Information given:
• • • • •

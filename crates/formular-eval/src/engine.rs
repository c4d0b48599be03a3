//! Expression evaluation against bound attribute values
//!
//! The formula is parsed once; this module binds its attribute tokens to a
//! concrete entity's values and walks the tree. Rendering of the resolved
//! text (the audit/display form with literals substituted) lives here too,
//! next to the binding rules it mirrors.

use std::collections::HashMap;

use formular_ast::{AttributeToken, BinaryExpr, BinaryOp, CallExpr, Expression, Literal, UnaryOp};
use rust_decimal::Decimal;

use crate::error::{EvalError, EvalResult};
use crate::registry::FunctionRegistry;
use crate::value::Value;

/// Attribute-token bindings for one entity
#[derive(Debug, Default, Clone)]
pub struct Bindings {
    values: HashMap<AttributeToken, Value>,
}

impl Bindings {
    /// Create an empty binding set
    pub fn new() -> Self {
        Self::default()
    }

    /// Bind a token to a value
    pub fn insert(&mut self, token: AttributeToken, value: Value) {
        self.values.insert(token, value);
    }

    /// Look up a token's bound value
    pub fn get(&self, token: &AttributeToken) -> Option<&Value> {
        self.values.get(token)
    }
}

/// The expression engine
///
/// Holds the closed function registry; everything else is per-call state.
#[derive(Debug)]
pub struct ExpressionEngine {
    registry: FunctionRegistry,
}

impl Default for ExpressionEngine {
    fn default() -> Self {
        Self::new()
    }
}

impl ExpressionEngine {
    /// Create an engine with the standard built-ins
    pub fn new() -> Self {
        Self {
            registry: FunctionRegistry::standard(),
        }
    }

    /// Create an engine with a custom registry
    pub fn with_registry(registry: FunctionRegistry) -> Self {
        Self { registry }
    }

    /// Evaluate an expression with the given bindings
    pub fn evaluate(&self, expr: &Expression, bindings: &Bindings) -> EvalResult<Value> {
        match expr {
            Expression::Literal(lit) => Ok(literal_value(lit)),
            Expression::AttributeRef(token) => bindings
                .get(token)
                .cloned()
                .ok_or_else(|| EvalError::unresolved_reference(token.to_string())),
            Expression::Identifier(name) => Err(EvalError::unresolved_reference(name)),
            Expression::Group(inner) => self.evaluate(inner, bindings),
            Expression::Unary(unary) => {
                let operand = self.evaluate(&unary.operand, bindings)?;
                match unary.op {
                    UnaryOp::Negate => negate(operand),
                }
            }
            Expression::Binary(binary) => self.eval_binary(binary, bindings),
            Expression::Call(call) => self.eval_call(call, bindings),
        }
    }

    fn eval_binary(&self, expr: &BinaryExpr, bindings: &Bindings) -> EvalResult<Value> {
        let left = self.evaluate(&expr.left, bindings)?;
        let right = self.evaluate(&expr.right, bindings)?;

        match expr.op {
            BinaryOp::Add => add(left, right),
            BinaryOp::Subtract => arithmetic("-", left, right, i64::checked_sub, Decimal::checked_sub),
            BinaryOp::Multiply => arithmetic("*", left, right, i64::checked_mul, Decimal::checked_mul),
            BinaryOp::Divide => divide(left, right),
            BinaryOp::Modulo => modulo(left, right),
            BinaryOp::Equal => Ok(Value::Bool(values_equal(&left, &right))),
            BinaryOp::NotEqual => Ok(Value::Bool(!values_equal(&left, &right))),
            BinaryOp::Less
            | BinaryOp::LessOrEqual
            | BinaryOp::Greater
            | BinaryOp::GreaterOrEqual => compare(expr.op, left, right),
        }
    }

    fn eval_call(&self, call: &CallExpr, bindings: &Bindings) -> EvalResult<Value> {
        let args: Vec<Value> = call
            .args
            .iter()
            .map(|arg| self.evaluate(arg, bindings))
            .collect::<EvalResult<_>>()?;

        let implementation = self
            .registry
            .get(&call.name)
            .ok_or_else(|| EvalError::undefined_function(&call.name))?;
        implementation(&args)
    }
}

fn literal_value(lit: &Literal) -> Value {
    match lit {
        Literal::Integer(i) => Value::Integer(*i),
        Literal::Decimal(d) => Value::Decimal(*d),
        Literal::Text(s) => Value::Text(s.clone()),
    }
}

fn negate(value: Value) -> EvalResult<Value> {
    match value {
        Value::Integer(i) => i
            .checked_neg()
            .map(Value::Integer)
            .ok_or_else(|| EvalError::overflow("negation")),
        Value::Decimal(d) => Ok(Value::Decimal(-d)),
        other => Err(EvalError::invalid_operand(
            "unary -",
            format!("expected a number, found {}", other.type_name()),
        )),
    }
}

/// Addition also concatenates text
fn add(left: Value, right: Value) -> EvalResult<Value> {
    match (&left, &right) {
        (Value::Text(a), Value::Text(b)) => Ok(Value::Text(format!("{a}{b}"))),
        _ => arithmetic("+", left, right, i64::checked_add, Decimal::checked_add),
    }
}

/// Shared arithmetic ladder: Integer ⊕ Integer stays Integer (checked),
/// any Decimal operand promotes, everything else is a type mismatch.
fn arithmetic(
    operator: &str,
    left: Value,
    right: Value,
    int_op: fn(i64, i64) -> Option<i64>,
    dec_op: fn(Decimal, Decimal) -> Option<Decimal>,
) -> EvalResult<Value> {
    match (&left, &right) {
        (Value::Integer(a), Value::Integer(b)) => int_op(*a, *b)
            .map(Value::Integer)
            .ok_or_else(|| EvalError::overflow(operator)),
        _ => {
            let (a, b) = numeric_pair(operator, &left, &right)?;
            dec_op(a, b)
                .map(Value::Decimal)
                .ok_or_else(|| EvalError::overflow(operator))
        }
    }
}

/// Division always produces a decimal, even for integer operands
fn divide(left: Value, right: Value) -> EvalResult<Value> {
    let (a, b) = numeric_pair("/", &left, &right)?;
    if b.is_zero() {
        return Err(EvalError::DivisionByZero);
    }
    a.checked_div(b)
        .map(Value::Decimal)
        .ok_or_else(|| EvalError::overflow("/"))
}

fn modulo(left: Value, right: Value) -> EvalResult<Value> {
    match (&left, &right) {
        (Value::Integer(a), Value::Integer(b)) => {
            if *b == 0 {
                return Err(EvalError::DivisionByZero);
            }
            a.checked_rem(*b)
                .map(Value::Integer)
                .ok_or_else(|| EvalError::overflow("%"))
        }
        _ => {
            let (a, b) = numeric_pair("%", &left, &right)?;
            if b.is_zero() {
                return Err(EvalError::DivisionByZero);
            }
            a.checked_rem(b)
                .map(Value::Decimal)
                .ok_or_else(|| EvalError::overflow("%"))
        }
    }
}

fn numeric_pair(operator: &str, left: &Value, right: &Value) -> EvalResult<(Decimal, Decimal)> {
    match (left.as_decimal(), right.as_decimal()) {
        (Some(a), Some(b)) => Ok((a, b)),
        _ => Err(EvalError::type_mismatch(
            operator,
            left.type_name(),
            right.type_name(),
        )),
    }
}

/// Equality across kinds is false, never an error; numerics compare by value
fn values_equal(left: &Value, right: &Value) -> bool {
    match (left, right) {
        (Value::Text(a), Value::Text(b)) => a == b,
        (Value::Bool(a), Value::Bool(b)) => a == b,
        _ => match (left.as_decimal(), right.as_decimal()) {
            (Some(a), Some(b)) => a == b,
            _ => false,
        },
    }
}

/// Ordering comparisons require two numbers or two strings
fn compare(op: BinaryOp, left: Value, right: Value) -> EvalResult<Value> {
    use std::cmp::Ordering;

    let ordering = match (&left, &right) {
        (Value::Text(a), Value::Text(b)) => a.cmp(b),
        _ => {
            let (a, b) = numeric_pair(op.symbol(), &left, &right)?;
            a.cmp(&b)
        }
    };

    let result = match op {
        BinaryOp::Less => ordering == Ordering::Less,
        BinaryOp::LessOrEqual => ordering != Ordering::Greater,
        BinaryOp::Greater => ordering == Ordering::Greater,
        BinaryOp::GreaterOrEqual => ordering != Ordering::Less,
        _ => unreachable!("compare only handles ordering operators"),
    };
    Ok(Value::Bool(result))
}

/// Render the formula text with bound tokens replaced by literals
///
/// Bound text values are double-quoted; numbers render bare; unbound tokens
/// and identifiers keep their source form. This is the `resolved_formula`
/// recorded on results and used as part of the deduplication key.
pub fn render_resolved(expr: &Expression, bindings: &Bindings) -> String {
    match expr {
        Expression::Literal(Literal::Integer(i)) => i.to_string(),
        Expression::Literal(Literal::Decimal(d)) => d.to_string(),
        Expression::Literal(Literal::Text(s)) => format!("'{s}'"),
        Expression::AttributeRef(token) => match bindings.get(token) {
            Some(Value::Text(s)) => format!("\"{s}\""),
            Some(value) => value.to_string(),
            None => token.to_string(),
        },
        Expression::Identifier(name) => name.clone(),
        Expression::Unary(unary) => format!("-{}", render_resolved(&unary.operand, bindings)),
        Expression::Binary(binary) => format!(
            "{} {} {}",
            render_resolved(&binary.left, bindings),
            binary.op,
            render_resolved(&binary.right, bindings)
        ),
        Expression::Group(inner) => format!("({})", render_resolved(inner, bindings)),
        Expression::Call(call) => {
            let args: Vec<String> = call
                .args
                .iter()
                .map(|arg| render_resolved(arg, bindings))
                .collect();
            format!("{}({})", call.name, args.join(", "))
        }
    }
}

• • • • •

In your reply, restate exactly the lines from the start of the records above through the line holding "rules it mirrors.", including both, and nothing else.

filename crates/formular-eval/src/engine.rs
repository c4d0b48599be03a3
//! Expression evaluation against bound attribute values
//!
//! The formula is parsed once; this module binds its attribute tokens to a
//! concrete entity's values and walks the tree. Rendering of the resolved
//! text (the audit/display form with literals substituted) lives here too,
//! next to the binding rules it mirrors.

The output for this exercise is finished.